Il s'agit avant tout, pour nous - j'y insiste de nouveau -, de parvenir à faire partager ces préoccupations par les collectivités territoriales, avec lesquelles nous souhaitons vivement entretenir une collaboration très active et soutenue : sans rendre les collectivités territoriales responsables des manques éventuels, nous désirons avoir des partenaires les plus fiables et les plus nombreux possible.
En effet, la diversité des statuts des services archéologiques territoriaux et la multiplicité des missions dont, souvent, ils sont chargés rendent difficile jusqu'au recensement exhaustif de ces services.
D'après les données de 1998, quatre-vingts communes, dans une trentaine de départements, sont actuellement dotées d'un service archéologique, ce qui, sur un nombre total de 292 personnes, représente 176 archéologues. Il est facile d'en déduire que la moyenne est de moins de deux archéologues par site, ce qui complique évidemment les explications générales et ne facilite pas la prise de décisions qui, à partir des textes eux-mêmes, engageraient l'ensemble des collectivités. Tout cela demande un travail assidu et un grand pragmatisme. Il faut faire en sorte que ce processus nous amène au moins à des rapprochements.
Je veux remercier MM. Dreyfus-Schmidt et Renar de leur soutien.
Monsieur Dreyfus-Schmidt, vous avez bien mis en valeur les enrichissements du texte.
Vous nous avez fait part, monsieur Renar, des soucis qui sont les vôtres. Je connaissais votre préoccupation au sujet de la répartition des compétences au sein du conseil d'administration, et nous irons dans votre sens.

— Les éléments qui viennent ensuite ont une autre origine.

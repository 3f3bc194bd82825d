//! Seeded train/validation/test splits

use rand::seq::SliceRandom;
use rand::SeedableRng;

use crate::data::dataset::{PointsDataset, PointsSample};
use crate::{HoopsError, Result};

/// Split fractions of the full dataset
#[derive(Debug, Clone, Copy)]
pub struct SplitRatios {
    pub validation: f32,
    pub test: f32,
}

impl Default for SplitRatios {
    fn default() -> Self {
        SplitRatios {
            validation: 0.1,
            test: 0.2,
        }
    }
}

/// Shuffled, disjoint datasets
pub struct SplitDatasets {
    pub train: PointsDataset,
    pub val: PointsDataset,
    pub test: PointsDataset,
}

impl SplitDatasets {
    /// Shuffle with `seed`, then cut test and validation sets off the front
    pub fn from_dataset(full: PointsDataset, ratios: SplitRatios, seed: u64) -> Result<Self> {
        if !(0.0..1.0).contains(&ratios.test)
            || !(0.0..1.0).contains(&ratios.validation)
            || ratios.test + ratios.validation >= 1.0
        {
            return Err(HoopsError::Config(format!(
                "invalid split: test {} + validation {} must be below 1",
                ratios.test, ratios.validation
            )));
        }

        let schema = full.schema();
        let mut samples: Vec<PointsSample> = full.into_samples();
        let n = samples.len();
        let n_test = (n as f32 * ratios.test).ceil() as usize;
        let n_val = (n as f32 * ratios.validation).ceil() as usize;

        if n_test == 0 || n_val == 0 || n_test + n_val >= n {
            return Err(HoopsError::Config(format!(
                "Not enough data to split {} samples into train/validation/test",
                n
            )));
        }

        let mut rng = rand::rngs::StdRng::seed_from_u64(seed);
        samples.shuffle(&mut rng);

        let train_samples = samples.split_off(n_test + n_val);
        let val_samples = samples.split_off(n_test);
        let test_samples = samples;

        log::info!(
            "Split {} samples: train={}, val={}, test={}",
            n,
            train_samples.len(),
            val_samples.len(),
            test_samples.len()
        );

        Ok(SplitDatasets {
            train: PointsDataset::from_samples(train_samples, schema),
            val: PointsDataset::from_samples(val_samples, schema),
            test: PointsDataset::from_samples(test_samples, schema),
        })
    }
}

#[cfg(test)]
mod tests {
    use super::*;
    use crate::features::FeatureSchema;

    fn dataset(n: usize) -> PointsDataset {
        let samples = (0..n)
            .map(|i| PointsSample {
                features: vec![i as f32; 6],
                target: i as f32,
            })
            .collect();
        PointsDataset::from_samples(samples, FeatureSchema::Core)
    }

    fn targets(ds: &PointsDataset) -> Vec<f32> {
        ds.samples().iter().map(|s| s.target).collect()
    }

    #[test]
    fn test_split_sizes_and_disjoint() {
        let split = SplitDatasets::from_dataset(dataset(100), SplitRatios::default(), 42).unwrap();
        assert_eq!(split.test.len(), 20);
        assert_eq!(split.val.len(), 10);
        assert_eq!(split.train.len(), 70);

        let mut all: Vec<f32> = [
            targets(&split.train),
            targets(&split.val),
            targets(&split.test),
        ]
        .concat();
        all.sort_by(|a, b| a.partial_cmp(b).unwrap());
        assert_eq!(all, (0..100).map(|i| i as f32).collect::<Vec<_>>());
        assert_eq!(split.train.schema(), FeatureSchema::Core);
    }

    #[test]
    fn test_split_is_seeded() {
        let a = SplitDatasets::from_dataset(dataset(50), SplitRatios::default(), 1).unwrap();
        let b = SplitDatasets::from_dataset(dataset(50), SplitRatios::default(), 1).unwrap();
        assert_eq!(targets(&a.test), targets(&b.test));
    }

    #[test]
    fn test_split_rejects_bad_inputs() {
        assert!(SplitDatasets::from_dataset(dataset(2), SplitRatios::default(), 1).is_err());
        let bad = SplitRatios {
            validation: 0.5,
            test: 0.5,
        };
        assert!(SplitDatasets::from_dataset(dataset(100), bad, 1).is_err());
    }
}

Vous avez émis des craintes, monsieur Dreyfus-Schmidt, sur la possibilité d'améliorer aujourd'hui le texte, et vous souhaitez que la navette ne soit pas inutile. Il est évident que je soutiens totalement votre démarche ! Le Gouvernement présente plusieurs amendements, dont l'adoption enrichirait indiscutablement le texte, qui visent à préciser les responsabilités des services territoriaux et qui leur donneraient pleine satisfaction, me semble-t-il.
J'espère que la réécriture de certains articles ne conduira pas au rejet de ces amendements, ce qui provoquerait une grande déception. (Applaudissements sur les travées du groupe communiste républicain et citoyen ainsi que sur les travées socialistes.)
M. le président. Personne ne demande plus la parole dans la discussion générale ?...
La discussion générale est close.
Nous passons à la discussion des articles.
Je rappelle que, aux termes de l'article 42, alinéa 10, du règlement, à partir de la deuxième lecture au Sénat des projets ou propositions de loi, la discussion des articles est limitée à ceux pour lesquels les deux chambres du Parlement n'ont pas encore adopté un texte identique.